◆ What you are asked to do: Take every line from the entries below that includes the word "KindAccessor" and copy it.

(Dataset entries)
=-=-=-=-=
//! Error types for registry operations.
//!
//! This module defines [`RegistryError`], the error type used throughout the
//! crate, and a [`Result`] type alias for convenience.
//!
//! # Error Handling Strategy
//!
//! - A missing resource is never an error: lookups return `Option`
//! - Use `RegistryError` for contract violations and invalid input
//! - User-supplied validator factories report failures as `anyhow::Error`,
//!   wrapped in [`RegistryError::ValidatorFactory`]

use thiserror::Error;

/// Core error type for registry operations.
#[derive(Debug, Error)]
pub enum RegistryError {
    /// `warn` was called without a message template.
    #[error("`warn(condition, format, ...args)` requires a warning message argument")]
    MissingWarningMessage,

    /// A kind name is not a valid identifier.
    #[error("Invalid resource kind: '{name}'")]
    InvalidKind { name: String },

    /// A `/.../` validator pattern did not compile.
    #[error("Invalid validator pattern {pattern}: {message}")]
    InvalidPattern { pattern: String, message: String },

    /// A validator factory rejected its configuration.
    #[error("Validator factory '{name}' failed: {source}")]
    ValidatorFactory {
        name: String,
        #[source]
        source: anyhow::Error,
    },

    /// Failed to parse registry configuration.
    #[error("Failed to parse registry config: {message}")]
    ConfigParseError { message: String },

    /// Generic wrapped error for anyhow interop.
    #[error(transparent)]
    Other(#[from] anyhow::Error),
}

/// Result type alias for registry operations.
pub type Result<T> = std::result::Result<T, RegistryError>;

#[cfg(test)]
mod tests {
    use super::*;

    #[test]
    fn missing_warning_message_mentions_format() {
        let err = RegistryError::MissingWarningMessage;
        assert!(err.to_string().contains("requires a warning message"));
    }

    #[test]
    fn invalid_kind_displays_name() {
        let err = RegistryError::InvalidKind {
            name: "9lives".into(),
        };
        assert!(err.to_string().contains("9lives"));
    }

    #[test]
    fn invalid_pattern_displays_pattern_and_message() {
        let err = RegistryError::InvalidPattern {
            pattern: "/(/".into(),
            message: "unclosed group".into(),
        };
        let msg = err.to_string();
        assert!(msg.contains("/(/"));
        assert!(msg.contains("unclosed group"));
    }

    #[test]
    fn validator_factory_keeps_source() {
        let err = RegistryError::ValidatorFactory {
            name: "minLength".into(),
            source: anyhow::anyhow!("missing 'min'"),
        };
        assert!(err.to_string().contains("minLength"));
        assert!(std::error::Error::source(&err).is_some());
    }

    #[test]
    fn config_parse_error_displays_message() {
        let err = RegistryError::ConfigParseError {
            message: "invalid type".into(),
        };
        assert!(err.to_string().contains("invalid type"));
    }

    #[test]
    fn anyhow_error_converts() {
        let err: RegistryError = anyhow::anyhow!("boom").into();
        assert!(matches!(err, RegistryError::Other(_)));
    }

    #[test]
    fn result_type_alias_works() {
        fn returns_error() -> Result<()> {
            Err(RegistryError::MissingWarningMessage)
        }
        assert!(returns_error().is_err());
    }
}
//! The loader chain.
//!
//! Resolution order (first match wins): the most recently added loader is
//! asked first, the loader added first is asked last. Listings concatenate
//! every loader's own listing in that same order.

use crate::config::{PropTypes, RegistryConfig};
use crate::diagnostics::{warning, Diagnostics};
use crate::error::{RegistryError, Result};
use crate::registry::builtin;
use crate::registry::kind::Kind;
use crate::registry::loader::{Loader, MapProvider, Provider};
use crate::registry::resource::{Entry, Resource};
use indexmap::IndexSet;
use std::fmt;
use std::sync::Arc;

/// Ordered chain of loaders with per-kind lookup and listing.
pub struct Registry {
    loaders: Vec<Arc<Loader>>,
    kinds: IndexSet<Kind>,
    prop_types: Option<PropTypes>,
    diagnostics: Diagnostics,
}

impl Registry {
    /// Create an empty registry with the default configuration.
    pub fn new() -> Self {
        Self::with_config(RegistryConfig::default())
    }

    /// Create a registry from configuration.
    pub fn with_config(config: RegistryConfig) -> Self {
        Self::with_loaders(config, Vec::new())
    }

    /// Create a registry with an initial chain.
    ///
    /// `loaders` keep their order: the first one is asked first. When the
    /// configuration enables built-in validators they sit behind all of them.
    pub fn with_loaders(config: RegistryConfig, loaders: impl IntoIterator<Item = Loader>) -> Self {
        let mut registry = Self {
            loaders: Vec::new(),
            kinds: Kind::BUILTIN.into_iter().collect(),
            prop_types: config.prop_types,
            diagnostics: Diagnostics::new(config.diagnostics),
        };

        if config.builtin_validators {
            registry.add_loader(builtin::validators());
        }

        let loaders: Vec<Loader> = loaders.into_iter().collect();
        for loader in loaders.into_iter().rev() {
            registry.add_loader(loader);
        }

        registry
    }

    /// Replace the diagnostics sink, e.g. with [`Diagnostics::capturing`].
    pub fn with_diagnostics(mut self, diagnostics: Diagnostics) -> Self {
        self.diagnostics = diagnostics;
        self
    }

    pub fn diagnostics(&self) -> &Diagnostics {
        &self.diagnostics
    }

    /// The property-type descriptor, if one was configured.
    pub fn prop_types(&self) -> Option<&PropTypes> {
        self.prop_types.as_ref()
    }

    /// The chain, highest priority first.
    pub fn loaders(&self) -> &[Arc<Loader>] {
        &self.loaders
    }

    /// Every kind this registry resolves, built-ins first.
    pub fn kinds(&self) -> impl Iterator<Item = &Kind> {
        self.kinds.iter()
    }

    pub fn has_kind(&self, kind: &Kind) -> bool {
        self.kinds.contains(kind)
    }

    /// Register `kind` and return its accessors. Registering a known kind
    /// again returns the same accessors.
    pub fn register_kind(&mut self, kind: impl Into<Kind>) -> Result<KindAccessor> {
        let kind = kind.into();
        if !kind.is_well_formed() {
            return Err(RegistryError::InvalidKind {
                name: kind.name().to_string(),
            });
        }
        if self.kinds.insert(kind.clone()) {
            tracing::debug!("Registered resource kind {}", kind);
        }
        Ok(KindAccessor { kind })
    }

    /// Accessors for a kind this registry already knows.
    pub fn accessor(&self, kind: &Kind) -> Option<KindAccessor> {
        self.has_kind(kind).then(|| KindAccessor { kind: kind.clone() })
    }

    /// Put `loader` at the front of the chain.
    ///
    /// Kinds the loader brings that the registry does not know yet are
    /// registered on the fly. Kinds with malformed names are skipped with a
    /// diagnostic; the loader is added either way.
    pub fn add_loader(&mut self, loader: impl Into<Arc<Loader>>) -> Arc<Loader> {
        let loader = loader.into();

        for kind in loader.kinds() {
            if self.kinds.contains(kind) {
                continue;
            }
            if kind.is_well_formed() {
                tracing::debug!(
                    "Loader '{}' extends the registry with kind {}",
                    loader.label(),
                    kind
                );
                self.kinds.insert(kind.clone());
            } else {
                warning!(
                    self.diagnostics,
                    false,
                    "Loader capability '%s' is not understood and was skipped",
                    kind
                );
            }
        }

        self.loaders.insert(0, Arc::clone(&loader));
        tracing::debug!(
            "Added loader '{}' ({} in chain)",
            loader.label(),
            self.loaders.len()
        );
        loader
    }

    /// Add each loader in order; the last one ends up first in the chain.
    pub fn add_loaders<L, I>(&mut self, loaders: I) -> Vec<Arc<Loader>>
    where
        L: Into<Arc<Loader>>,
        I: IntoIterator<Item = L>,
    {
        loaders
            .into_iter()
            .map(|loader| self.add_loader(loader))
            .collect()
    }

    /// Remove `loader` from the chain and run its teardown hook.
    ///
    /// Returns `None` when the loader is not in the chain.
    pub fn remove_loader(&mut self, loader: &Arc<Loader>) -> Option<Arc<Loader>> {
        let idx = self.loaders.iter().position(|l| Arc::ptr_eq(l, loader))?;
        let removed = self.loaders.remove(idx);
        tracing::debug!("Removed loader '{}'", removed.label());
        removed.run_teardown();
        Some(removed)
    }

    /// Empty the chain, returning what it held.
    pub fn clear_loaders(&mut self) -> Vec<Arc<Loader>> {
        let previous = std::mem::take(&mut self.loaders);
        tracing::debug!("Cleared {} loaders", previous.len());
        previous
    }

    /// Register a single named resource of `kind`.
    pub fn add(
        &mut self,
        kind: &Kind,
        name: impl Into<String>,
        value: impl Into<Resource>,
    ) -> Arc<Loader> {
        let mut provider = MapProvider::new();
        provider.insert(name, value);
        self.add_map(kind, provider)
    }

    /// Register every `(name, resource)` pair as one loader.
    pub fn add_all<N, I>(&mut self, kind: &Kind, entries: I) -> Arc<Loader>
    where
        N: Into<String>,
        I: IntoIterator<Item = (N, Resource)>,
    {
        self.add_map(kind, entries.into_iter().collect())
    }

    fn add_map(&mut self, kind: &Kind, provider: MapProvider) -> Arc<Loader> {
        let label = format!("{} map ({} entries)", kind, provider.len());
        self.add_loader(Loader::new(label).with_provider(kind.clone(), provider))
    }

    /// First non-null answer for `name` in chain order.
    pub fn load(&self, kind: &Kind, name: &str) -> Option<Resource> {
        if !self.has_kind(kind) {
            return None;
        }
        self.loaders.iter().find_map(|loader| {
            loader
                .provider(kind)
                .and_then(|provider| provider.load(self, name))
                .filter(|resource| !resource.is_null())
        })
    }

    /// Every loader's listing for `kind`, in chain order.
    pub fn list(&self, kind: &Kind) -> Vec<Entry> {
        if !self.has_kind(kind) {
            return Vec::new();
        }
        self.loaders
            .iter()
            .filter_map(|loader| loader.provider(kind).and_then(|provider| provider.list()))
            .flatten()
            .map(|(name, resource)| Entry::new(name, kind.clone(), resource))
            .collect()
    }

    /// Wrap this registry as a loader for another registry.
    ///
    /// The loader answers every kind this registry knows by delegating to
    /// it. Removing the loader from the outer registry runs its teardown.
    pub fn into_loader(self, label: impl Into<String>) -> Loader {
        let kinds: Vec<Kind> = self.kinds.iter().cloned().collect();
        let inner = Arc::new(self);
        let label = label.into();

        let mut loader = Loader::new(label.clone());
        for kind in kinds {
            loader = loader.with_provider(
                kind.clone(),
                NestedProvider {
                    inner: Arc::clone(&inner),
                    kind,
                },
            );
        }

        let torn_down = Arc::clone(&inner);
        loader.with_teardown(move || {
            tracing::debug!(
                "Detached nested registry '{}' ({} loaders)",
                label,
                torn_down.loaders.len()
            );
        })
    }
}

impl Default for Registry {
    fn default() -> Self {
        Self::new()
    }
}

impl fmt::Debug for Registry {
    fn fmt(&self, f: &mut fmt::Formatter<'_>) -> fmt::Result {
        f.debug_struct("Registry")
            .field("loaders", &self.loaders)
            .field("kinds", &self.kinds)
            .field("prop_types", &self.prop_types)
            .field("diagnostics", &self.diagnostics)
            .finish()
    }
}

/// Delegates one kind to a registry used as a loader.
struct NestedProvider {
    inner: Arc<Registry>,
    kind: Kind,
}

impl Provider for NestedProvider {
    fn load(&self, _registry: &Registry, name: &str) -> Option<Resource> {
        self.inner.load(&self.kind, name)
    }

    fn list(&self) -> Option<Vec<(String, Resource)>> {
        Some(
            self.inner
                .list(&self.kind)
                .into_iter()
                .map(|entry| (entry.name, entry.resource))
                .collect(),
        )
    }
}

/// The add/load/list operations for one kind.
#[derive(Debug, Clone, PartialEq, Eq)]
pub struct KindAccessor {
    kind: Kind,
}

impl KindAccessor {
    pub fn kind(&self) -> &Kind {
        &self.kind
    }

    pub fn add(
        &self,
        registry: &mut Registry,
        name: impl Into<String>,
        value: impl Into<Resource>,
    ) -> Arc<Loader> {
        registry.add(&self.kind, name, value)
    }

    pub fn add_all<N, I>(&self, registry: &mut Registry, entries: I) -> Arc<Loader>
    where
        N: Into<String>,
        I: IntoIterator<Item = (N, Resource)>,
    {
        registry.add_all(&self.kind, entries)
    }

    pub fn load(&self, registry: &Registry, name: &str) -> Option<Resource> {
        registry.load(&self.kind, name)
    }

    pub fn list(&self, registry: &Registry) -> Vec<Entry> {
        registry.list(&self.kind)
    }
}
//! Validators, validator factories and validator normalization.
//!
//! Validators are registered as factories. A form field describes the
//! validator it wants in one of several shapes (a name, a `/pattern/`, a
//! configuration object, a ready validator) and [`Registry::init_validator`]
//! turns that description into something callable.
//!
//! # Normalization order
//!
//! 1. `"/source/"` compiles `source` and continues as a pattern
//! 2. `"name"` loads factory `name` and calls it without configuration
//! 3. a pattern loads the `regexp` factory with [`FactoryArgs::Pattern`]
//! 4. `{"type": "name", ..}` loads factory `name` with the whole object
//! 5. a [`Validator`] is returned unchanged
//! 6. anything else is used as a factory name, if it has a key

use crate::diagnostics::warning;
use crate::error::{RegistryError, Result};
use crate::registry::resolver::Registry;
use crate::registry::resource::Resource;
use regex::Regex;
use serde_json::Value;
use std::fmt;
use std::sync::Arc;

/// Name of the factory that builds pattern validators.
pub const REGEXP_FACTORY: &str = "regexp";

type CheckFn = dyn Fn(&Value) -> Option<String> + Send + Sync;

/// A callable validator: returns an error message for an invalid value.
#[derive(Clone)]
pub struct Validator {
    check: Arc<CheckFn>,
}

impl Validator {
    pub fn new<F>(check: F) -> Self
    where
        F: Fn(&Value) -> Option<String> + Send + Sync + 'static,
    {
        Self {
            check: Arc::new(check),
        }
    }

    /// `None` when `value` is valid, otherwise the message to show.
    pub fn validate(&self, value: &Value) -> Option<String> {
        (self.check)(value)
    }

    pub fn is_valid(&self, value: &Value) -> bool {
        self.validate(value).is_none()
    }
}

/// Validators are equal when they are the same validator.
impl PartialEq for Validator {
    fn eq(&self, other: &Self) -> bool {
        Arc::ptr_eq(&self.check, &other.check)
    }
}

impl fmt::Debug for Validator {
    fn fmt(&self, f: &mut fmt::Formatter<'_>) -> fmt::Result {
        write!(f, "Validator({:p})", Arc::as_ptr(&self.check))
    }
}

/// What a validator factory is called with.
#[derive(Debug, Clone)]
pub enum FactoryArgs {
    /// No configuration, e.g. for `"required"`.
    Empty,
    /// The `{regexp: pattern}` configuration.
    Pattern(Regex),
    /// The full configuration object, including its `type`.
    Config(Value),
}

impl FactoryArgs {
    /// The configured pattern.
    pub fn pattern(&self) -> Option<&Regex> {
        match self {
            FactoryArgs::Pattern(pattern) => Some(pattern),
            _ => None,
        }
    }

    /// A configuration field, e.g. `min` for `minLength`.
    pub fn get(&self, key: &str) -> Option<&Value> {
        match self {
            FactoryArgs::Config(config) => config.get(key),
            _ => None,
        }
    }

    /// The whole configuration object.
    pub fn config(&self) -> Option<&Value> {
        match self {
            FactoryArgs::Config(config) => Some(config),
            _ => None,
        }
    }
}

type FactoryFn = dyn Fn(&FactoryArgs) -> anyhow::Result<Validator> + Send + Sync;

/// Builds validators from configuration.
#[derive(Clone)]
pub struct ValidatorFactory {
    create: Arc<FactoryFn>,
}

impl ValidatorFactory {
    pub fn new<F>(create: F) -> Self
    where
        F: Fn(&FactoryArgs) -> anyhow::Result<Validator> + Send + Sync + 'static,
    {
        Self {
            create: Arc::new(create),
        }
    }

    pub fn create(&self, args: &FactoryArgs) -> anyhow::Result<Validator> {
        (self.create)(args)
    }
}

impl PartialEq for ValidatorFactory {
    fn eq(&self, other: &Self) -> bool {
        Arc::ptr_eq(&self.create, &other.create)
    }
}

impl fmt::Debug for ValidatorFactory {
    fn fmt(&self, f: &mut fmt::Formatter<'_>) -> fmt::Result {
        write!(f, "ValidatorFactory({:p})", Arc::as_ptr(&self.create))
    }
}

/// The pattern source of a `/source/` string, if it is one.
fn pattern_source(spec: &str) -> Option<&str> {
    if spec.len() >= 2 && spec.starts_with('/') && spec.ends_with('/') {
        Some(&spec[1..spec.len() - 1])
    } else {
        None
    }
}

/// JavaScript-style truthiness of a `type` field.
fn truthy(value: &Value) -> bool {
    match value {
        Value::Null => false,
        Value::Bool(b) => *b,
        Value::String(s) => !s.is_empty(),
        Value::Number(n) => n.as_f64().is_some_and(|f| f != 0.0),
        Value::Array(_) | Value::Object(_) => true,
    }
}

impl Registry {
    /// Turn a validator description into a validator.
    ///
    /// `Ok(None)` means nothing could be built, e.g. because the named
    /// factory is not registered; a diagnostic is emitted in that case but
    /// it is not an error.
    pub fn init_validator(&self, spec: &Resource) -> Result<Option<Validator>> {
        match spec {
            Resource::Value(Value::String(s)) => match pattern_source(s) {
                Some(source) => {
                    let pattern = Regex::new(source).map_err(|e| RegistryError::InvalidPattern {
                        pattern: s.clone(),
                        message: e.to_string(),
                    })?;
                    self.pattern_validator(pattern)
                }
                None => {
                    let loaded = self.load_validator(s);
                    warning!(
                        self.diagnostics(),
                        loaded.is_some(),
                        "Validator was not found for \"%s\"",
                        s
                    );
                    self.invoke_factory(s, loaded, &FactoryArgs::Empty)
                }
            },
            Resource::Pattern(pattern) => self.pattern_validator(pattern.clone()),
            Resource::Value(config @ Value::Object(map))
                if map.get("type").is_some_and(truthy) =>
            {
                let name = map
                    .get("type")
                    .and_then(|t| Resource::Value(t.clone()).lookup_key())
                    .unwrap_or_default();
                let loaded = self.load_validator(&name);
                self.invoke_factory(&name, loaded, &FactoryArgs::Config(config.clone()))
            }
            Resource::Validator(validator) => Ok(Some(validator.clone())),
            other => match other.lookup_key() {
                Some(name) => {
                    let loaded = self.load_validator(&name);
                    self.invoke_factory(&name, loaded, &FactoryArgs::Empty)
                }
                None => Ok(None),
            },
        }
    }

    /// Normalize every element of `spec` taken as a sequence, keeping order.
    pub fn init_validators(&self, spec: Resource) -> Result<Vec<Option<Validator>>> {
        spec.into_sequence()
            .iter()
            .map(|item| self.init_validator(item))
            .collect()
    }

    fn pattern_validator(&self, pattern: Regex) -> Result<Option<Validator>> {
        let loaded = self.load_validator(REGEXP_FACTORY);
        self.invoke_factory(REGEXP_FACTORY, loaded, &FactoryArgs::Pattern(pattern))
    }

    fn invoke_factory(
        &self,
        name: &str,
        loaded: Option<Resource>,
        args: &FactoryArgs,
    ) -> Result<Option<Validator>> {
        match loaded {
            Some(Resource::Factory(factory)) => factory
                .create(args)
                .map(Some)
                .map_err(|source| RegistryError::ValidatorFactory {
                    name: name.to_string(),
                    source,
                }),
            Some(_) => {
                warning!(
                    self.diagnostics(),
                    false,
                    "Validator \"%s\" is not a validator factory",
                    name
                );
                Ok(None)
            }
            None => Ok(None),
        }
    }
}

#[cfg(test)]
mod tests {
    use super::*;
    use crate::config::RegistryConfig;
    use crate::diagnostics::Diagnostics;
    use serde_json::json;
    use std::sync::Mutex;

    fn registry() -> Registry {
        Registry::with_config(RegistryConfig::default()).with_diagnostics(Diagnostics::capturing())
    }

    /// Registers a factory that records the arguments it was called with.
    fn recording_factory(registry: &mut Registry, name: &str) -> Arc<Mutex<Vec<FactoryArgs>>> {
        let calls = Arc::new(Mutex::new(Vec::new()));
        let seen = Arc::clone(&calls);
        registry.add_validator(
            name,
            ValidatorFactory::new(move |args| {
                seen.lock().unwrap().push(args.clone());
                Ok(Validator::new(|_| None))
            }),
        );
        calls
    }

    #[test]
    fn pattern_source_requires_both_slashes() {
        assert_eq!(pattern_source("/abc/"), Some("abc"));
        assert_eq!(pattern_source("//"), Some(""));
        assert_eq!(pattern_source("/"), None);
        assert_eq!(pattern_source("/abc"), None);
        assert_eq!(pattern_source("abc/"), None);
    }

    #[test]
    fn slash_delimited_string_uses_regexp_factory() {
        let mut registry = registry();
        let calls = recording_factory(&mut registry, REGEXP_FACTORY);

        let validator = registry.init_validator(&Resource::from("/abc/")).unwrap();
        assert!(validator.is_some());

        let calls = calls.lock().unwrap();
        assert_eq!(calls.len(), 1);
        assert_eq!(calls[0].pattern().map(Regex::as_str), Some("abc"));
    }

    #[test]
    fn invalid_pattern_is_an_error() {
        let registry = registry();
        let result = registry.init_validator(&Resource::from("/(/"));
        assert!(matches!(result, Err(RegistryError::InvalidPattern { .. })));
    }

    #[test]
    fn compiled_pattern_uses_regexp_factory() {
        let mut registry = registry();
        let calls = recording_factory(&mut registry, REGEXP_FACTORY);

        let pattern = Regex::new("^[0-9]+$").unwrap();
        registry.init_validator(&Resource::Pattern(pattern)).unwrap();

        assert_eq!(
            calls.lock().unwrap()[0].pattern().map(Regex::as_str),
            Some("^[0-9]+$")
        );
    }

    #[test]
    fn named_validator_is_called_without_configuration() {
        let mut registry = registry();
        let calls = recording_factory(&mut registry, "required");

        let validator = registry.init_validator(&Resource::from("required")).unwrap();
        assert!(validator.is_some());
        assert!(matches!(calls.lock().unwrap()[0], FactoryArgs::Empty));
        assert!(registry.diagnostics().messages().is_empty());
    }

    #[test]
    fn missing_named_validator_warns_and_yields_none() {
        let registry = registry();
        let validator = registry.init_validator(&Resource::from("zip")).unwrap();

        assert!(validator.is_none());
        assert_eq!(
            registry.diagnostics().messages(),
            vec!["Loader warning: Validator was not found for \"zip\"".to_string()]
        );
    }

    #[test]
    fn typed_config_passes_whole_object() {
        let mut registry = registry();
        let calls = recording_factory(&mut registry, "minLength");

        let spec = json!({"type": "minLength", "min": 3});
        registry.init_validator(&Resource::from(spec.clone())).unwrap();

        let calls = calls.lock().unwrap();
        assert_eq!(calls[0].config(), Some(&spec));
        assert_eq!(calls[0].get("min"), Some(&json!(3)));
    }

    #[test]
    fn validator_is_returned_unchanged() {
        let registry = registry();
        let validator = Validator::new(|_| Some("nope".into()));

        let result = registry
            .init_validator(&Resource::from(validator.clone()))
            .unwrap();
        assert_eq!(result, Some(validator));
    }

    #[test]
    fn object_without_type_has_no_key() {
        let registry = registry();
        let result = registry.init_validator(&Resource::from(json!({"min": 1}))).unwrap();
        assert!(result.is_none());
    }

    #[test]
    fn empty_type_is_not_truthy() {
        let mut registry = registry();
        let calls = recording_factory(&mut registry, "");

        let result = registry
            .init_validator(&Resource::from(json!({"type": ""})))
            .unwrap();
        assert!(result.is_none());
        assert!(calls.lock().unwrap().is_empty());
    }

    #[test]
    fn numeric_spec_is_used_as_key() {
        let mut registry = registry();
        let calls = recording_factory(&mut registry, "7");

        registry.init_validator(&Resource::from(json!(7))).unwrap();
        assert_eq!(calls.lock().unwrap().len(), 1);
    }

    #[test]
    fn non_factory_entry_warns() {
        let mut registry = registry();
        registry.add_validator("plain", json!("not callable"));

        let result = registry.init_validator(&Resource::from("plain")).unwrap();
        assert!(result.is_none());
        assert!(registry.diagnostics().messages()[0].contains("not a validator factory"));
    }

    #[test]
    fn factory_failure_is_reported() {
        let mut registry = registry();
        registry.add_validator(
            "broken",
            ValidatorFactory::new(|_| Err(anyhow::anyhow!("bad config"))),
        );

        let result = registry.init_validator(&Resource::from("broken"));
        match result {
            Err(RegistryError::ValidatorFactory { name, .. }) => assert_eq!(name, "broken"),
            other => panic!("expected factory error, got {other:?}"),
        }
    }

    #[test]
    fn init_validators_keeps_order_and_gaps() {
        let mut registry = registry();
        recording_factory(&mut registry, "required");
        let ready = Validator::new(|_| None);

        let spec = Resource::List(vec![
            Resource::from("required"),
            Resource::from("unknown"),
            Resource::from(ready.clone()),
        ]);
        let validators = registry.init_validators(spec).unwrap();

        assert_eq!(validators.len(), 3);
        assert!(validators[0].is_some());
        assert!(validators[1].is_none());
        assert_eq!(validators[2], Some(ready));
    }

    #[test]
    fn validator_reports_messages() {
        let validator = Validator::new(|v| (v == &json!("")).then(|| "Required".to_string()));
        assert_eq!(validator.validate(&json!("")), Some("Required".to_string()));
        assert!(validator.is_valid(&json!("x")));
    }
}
=-=-=-=-=
◆ Task answer:
    pub fn register_kind(&mut self, kind: impl Into<Kind>) -> Result<KindAccessor> {
        Ok(KindAccessor { kind })
    pub fn accessor(&self, kind: &Kind) -> Option<KindAccessor> {
        self.has_kind(kind).then(|| KindAccessor { kind: kind.clone() })
pub struct KindAccessor {
impl KindAccessor {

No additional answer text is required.